Whether you have traditional medical insurance or an HDHP with an HSA, your employer plan will have a set “out-of-pocket” maximum amount that represents the most the covered employee will have to pay during a calendar year. The out-of-pocket maximum amount can vary widely depending on the medical plan option you select. Typically, lower premiums equal higher out-of-pocket maximums. Whether you need to contribute the entire out-of-pocket maximum amount into your HSA (or the max FSA contribution into your FSA) just in case you have high expenses depends a lot on your health and the medical needs you anticipate. If someone in your family has a chronic disease or if your doctor has mentioned that you may need a knee replacement or rotator cuff surgery, you might budget more. But if you are in very good health and may only see a doctor for your annual checkup, you might budget less.
Some traditional plans do not include copayments or prescription costs in the tally of costs incurred against your out-of-pocket maximum (HSAs typically do count prescriptions toward deductibles and out-of-pocket maximums). If you have a traditional plan, check your coverage to see what counts against your maximum amount and what doesn’t, so you can budget accordingly. While being treated for cancer five years ago, for example, I met my out-of-pocket maximum the week I started treatment in early April. But because my insurance plan didn’t count copayments in their out-of-pocket maximum calculations, I still had to pay copayments for my prescriptions and doctor appointments for the rest of the year. This increased my actual out-of-pocket expenses by over $600.

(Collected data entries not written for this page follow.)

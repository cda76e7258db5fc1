use std::fs::Metadata;
use std::io::ErrorKind;
use std::path::{Path, PathBuf};

use tokio::fs;
use tracing::{debug, warn};

use crate::internal::sync::structs::SyncError;

/// 本地目录的权限：属主读写执行，同组读执行
#[cfg(unix)]
const LOCAL_DIR_MODE: u32 = 0o750;

fn local_io(path: &Path, source: std::io::Error) -> SyncError {
    SyncError::LocalIo { path: path.to_path_buf(), source }
}

/// 读取本地元数据，不存在时返回 `None`
pub async fn local_metadata(path: &Path) -> Result<Option<Metadata>, SyncError> {
    match fs::metadata(path).await {
        Ok(meta) => Ok(Some(meta)),
        Err(e) if e.kind() == ErrorKind::NotFound => Ok(None),
        Err(e) => Err(local_io(path, e)),
    }
}

pub async fn file_size(path: &Path) -> Result<u64, SyncError> {
    fs::metadata(path)
        .await
        .map(|meta| meta.len())
        .map_err(|e| local_io(path, e))
}

/// 取路径最后一级名称；`.`、`..` 之类的路径先规范化再取
pub fn base_name(path: &Path) -> Option<String> {
    if let Some(name) = path.file_name() {
        return Some(name.to_string_lossy().into_owned());
    }

    std::fs::canonicalize(path)
        .ok()?
        .file_name()
        .map(|name| name.to_string_lossy().into_owned())
}

/// 递归创建本地目录，已存在时直接返回
pub async fn create_local_dir(path: &Path) -> Result<(), SyncError> {
    if path.as_os_str().is_empty() {
        return Ok(());
    }

    let mut builder = fs::DirBuilder::new();
    builder.recursive(true);
    #[cfg(unix)]
    builder.mode(LOCAL_DIR_MODE);

    builder.create(path).await.map_err(|e| local_io(path, e))?;
    debug!("本地目录已就绪: {}", path.display());

    Ok(())
}

/// 下载时的暂存文件：与目标同目录，文件名追加 `.part`
pub fn staging_path(target: &Path) -> PathBuf {
    let mut name = target
        .file_name()
        .map(|name| name.to_os_string())
        .unwrap_or_default();
    name.push(".part");
    target.with_file_name(name)
}

/// 校验通过的暂存文件替换到目标位置
pub async fn commit_staged(staged: &Path, target: &Path) -> Result<(), SyncError> {
    fs::rename(staged, target)
        .await
        .map_err(|e| local_io(target, e))
}

/// 删除传输失败留下的本地文件，清理失败只记录日志
pub async fn remove_partial(path: &Path) {
    match fs::remove_file(path).await {
        Ok(()) => debug!("已删除残留文件 {}", path.display()),
        Err(e) if e.kind() == ErrorKind::NotFound => {}
        Err(e) => warn!("无法删除残留文件 {}: {}", path.display(), e),
    }
}

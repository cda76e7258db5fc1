//! 取消标志：置位后不再产生任何远程变更。

use tempfile::TempDir;

use crate::remote_file::RemotePath;
use crate::sync::{CancelFlag, FailureKind, SyncError, WebdavSyncer};
use crate::tests::{MockTransport, random_bytes, write_local};

#[tokio::test]
async fn cancelled_upload_mutates_nothing() {
    let dir = TempDir::new().unwrap();
    let local = write_local(dir.path(), "tree/a.bin", &random_bytes(10));
    let flag = CancelFlag::new();
    let syncer = WebdavSyncer::new(MockTransport::new()).with_cancel_flag(flag.clone());

    flag.cancel();
    let result = syncer
        .upload(local.parent().unwrap(), &RemotePath::root(), false)
        .await;

    assert_eq!(result.failure(), Some(FailureKind::Cancelled));
    assert_eq!(syncer.transport().mutation_count(), 0);
}

#[tokio::test]
async fn cancelled_traversal_stops_listing() {
    let syncer = WebdavSyncer::new(MockTransport::new().with_file("/a/b.txt", b"b"));
    syncer.cancel_flag().cancel();

    let err = syncer.list_recursive(&RemotePath::root()).await.unwrap_err();

    assert!(matches!(err, SyncError::Cancelled));
    assert!(syncer.transport().calls().is_empty());
}

#[test]
fn clones_share_the_same_flag() {
    let flag = CancelFlag::new();
    let other = flag.clone();

    assert!(flag.check().is_ok());
    other.cancel();

    assert!(flag.is_cancelled());
    assert!(matches!(flag.check(), Err(SyncError::Cancelled)));
}
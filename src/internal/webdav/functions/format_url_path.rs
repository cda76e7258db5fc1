use percent_encoding::{AsciiSet, NON_ALPHANUMERIC, utf8_percent_encode};
use url::Url;

use crate::auth::structs::webdav_auth::WebdavAuth;
use crate::internal::remote_file::structs::RemotePath;
use crate::internal::transport::structs::TransportError;

/// 路径片段中需要转义的字符：除 RFC 3986 unreserved 之外全部转义
const SEGMENT: &AsciiSet = &NON_ALPHANUMERIC
    .remove(b'-')
    .remove(b'_')
    .remove(b'.')
    .remove(b'~');

/// 把远程路径拼到 base_url 之下
///
/// - `is_collection` 为 true 时补上尾部 `/`，MKCOL 与目录 PROPFIND 需要
/// - 拼接结果不允许跳出 base_url（换 host、换 scheme 或回到上级目录）
pub(crate) fn format_url_path(
    webdav_auth: &WebdavAuth,
    path: &RemotePath,
    is_collection: bool,
) -> Result<Url, TransportError> {
    let base_url = webdav_auth.base_url.as_ref();

    let mut relative = path
        .segments()
        .map(|s| utf8_percent_encode(s, SEGMENT).to_string())
        .collect::<Vec<_>>()
        .join("/");

    if is_collection && !relative.is_empty() {
        relative.push('/');
    }

    let joined_url = base_url
        .join(&relative)
        .map_err(|_| TransportError::InvalidPath(path.to_string()))?;

    if joined_url.scheme() != base_url.scheme()
        || joined_url.host_str() != base_url.host_str()
        || joined_url.port_or_known_default() != base_url.port_or_known_default()
        || !joined_url.path().starts_with(base_url.path())
    {
        return Err(TransportError::InvalidPath(format!(
            "父目录不允许: {path}"
        )));
    }

    Ok(joined_url)
}

/// 把服务端返回的 href 还原为相对 base_url 的远程路径
///
/// href 可能是绝对 URL，也可能是以 `/` 开头的绝对路径，且经过 URL 编码。
pub(crate) fn href_to_remote_path(base_url: &Url, href: &str) -> RemotePath {
    let full_path = base_url
        .join(href)
        .map(|u| u.path().to_string())
        .unwrap_or_else(|_| href.to_string());

    let base_path = base_url.path().trim_end_matches('/');
    let relative = match full_path.strip_prefix(base_path) {
        Some(rest) if rest.is_empty() || rest.starts_with('/') => rest,
        _ => full_path.as_str(),
    };

    let decoded = percent_encoding::percent_decode_str(relative)
        .decode_utf8_lossy()
        .to_string();

    RemotePath::new(&decoded)
}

If you have an HDHP, your prescriptions count against your deductible and out-of-pocket maximum amounts, as mentioned above. If you are on long-term, maintenance prescriptions, include them in your contribution estimates, but don’t double count them (budgeting for them in both the prescription bucket and the deductible bucket, for example). For traditional plans, prescriptions may or may not count against your deductible or out-of-pocket maximum, so if they don’t, be sure to account for them separately.
If you or other family members wear glasses or contact lenses, you’ll probably need to plan on at least one visit to the eye doctor to confirm your prescription. But do you need to budget for new eyeglass frames? Make an educated guess based on the age of your current frames and how much you value being fashionable and trendy with your eyewear. Most eye doctor, eyeglass and contact lense expenses are reimbursable under both HSAs and FSAs, but confirm your plan coverage levels and reimbursement eligibility before calculating your contributions. For example, some vision plans cover replacement eyeglass frames only every other year, while some FSAs reimburse for contact lenses, but not lense solutions and other related expenses.
Most dental expenses outside of routine cleanings are difficult to predict. An exception might be orthodontia. If you or your child will need orthodontia, do some research on what your out-of-pocket costs would be for that procedure under your dental plan and consider upping your contribution amount by that much for next year. Note that some dental plans have lifetime maximums for orthodontia, so if a family member has already maxed out his or her lifetime coverage but needs more orthodontia care, be sure to account for the lack of coverage when estimating your out-of-pocket costs.